L’énergie se mesure, elle aussi, car le terme énergie est synonyme du terme force vive et que l’on représente par la valeur 1/2 mv2. Pourquoi donc l’énergie aurait-elle un sort différent ? pourquoi serait-elle quelque chose de plus qu’un simple taux ?

M. Jouffret ne le dit pas. La définition de l’énergie, celle de la matière ne se trouvent nulle part dans son livre. Aussi bien il ne se préoccupe que de définitions mathématiques et ne considère les concepts que sous leur aspect quantitatif. En cela il observe avec la plus étroite conscience les devoirs que lui a imposé sa méthode. Sa conscience de logicien lui interdit les digressions métaphysiques. S’il s’en permet une, rien qu’une, c’est parce que, malgré lui, les objections des idéalistes l’obsèdent et qu’il ne les peut accepter. Encore qu’il ne sache dire ce que sont en soi l’énergie et la matière. M. Jouffret maintient leur existence. Il lui répugne de croire que cette puissance, qui produit de si terribles effets, ne soit rien. Ce quelque chose que la force du projectile détruit existait avant sa destruction, et il n’a pu être détruit par rien. Tel est sans doute le raisonnement de l’auteur ; c’est celui de tout le monde. Les idéalistes se le sont entendu faire et sont restés incorrigibles. Il y a plus, l’idéalisme métaphysique n’a rien à craindre de la science, ni des savants. Au contraire, il leur doit beaucoup et, sans eux, il ne serait peut-être pas. Notre éminent maître, M. Lachelier, ne disait pas autre chose quand il énonçait cette formule : « l’idéalisme est le remède du scepticisme ».

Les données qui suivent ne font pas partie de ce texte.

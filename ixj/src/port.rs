//! Raw port I/O backend for a real card.

use std::io;

use ixj_pac::device::{PortAddress, PortIo, PortValue, Window};

use crate::board::check_base;
use crate::error::Result;

/// Direct `in`/`out` instructions against ranges granted by `ioperm(2)`.
///
/// Needs `CAP_SYS_RAWIO`. Only x86 Linux can construct one.
pub struct RawPortIo {
    ranges: Vec<(Window, PortAddress)>,
}

impl RawPortIo {
    /// Request access to each window at its base.
    pub fn open(windows: &[(Window, PortAddress)]) -> Result<Self> {
        for &(window, base) in windows {
            check_base(window, base)?;
        }
        let mut io = Self {
            ranges: Vec::with_capacity(windows.len()),
        };
        for &(window, base) in windows {
            permit(window, base, true)?;
            io.ranges.push((window, base));
        }
        Ok(io)
    }
}

impl Drop for RawPortIo {
    fn drop(&mut self) {
        for &(window, base) in &self.ranges {
            let _ = permit(window, base, false);
        }
    }
}

#[cfg(all(target_os = "linux", any(target_arch = "x86", target_arch = "x86_64")))]
fn permit(window: Window, base: PortAddress, on: bool) -> io::Result<()> {
    let rc = unsafe {
        libc::ioperm(base as libc::c_ulong, window.ports() as libc::c_ulong, on as libc::c_int)
    };
    if rc == 0 {
        Ok(())
    } else {
        Err(io::Error::last_os_error())
    }
}

#[cfg(not(all(target_os = "linux", any(target_arch = "x86", target_arch = "x86_64"))))]
fn permit(_window: Window, _base: PortAddress, _on: bool) -> io::Result<()> {
    Err(io::Error::new(io::ErrorKind::Unsupported, "raw port I/O needs x86 Linux"))
}

#[cfg(all(target_os = "linux", any(target_arch = "x86", target_arch = "x86_64")))]
impl PortIo for RawPortIo {
    fn inb(&self, port: PortAddress) -> PortValue {
        let value: u8;
        unsafe {
            core::arch::asm!("in al, dx", out("al") value, in("dx") port, options(nomem, nostack, preserves_flags));
        }
        value
    }

    fn outb(&self, port: PortAddress, value: PortValue) {
        unsafe {
            core::arch::asm!("out dx, al", in("dx") port, in("al") value, options(nomem, nostack, preserves_flags));
        }
    }
}

// Never constructed off x86 Linux; `open()` fails first.
#[cfg(not(all(target_os = "linux", any(target_arch = "x86", target_arch = "x86_64"))))]
impl PortIo for RawPortIo {
    fn inb(&self, _port: PortAddress) -> PortValue {
        0xff
    }

    fn outb(&self, _port: PortAddress, _value: PortValue) {}
}

#[cfg(test)]
mod tests {
    use super::*;

    use crate::error::Error;

    #[test]
    fn misaligned_window_is_refused_before_ioperm() {
        let result = RawPortIo::open(&[(Window::Dsp, 0x300), (Window::Xilinx, 0x31c)]);
        assert!(matches!(result, Err(Error::Invalid("port base"))));
    }
}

Donc « la digression philosophique » de M. Jouffret n’était nullement nécessaire. J’ajouterai même que ce chapitre est l’un des moins bons, et, à coup sûr, des moins philosophiques de son livre. Nous hésitons d’autant moins à le reconnaître que, si les limites de ce compte rendu le permettaient, nous aurions d’autres aperçus métaphysiques à dégager de cette belle étude ; le lecteur les trouvera aisément. Il nous reste maintenant à remercier l’auteur du service qu’il a rendu à la philosophie naturelle.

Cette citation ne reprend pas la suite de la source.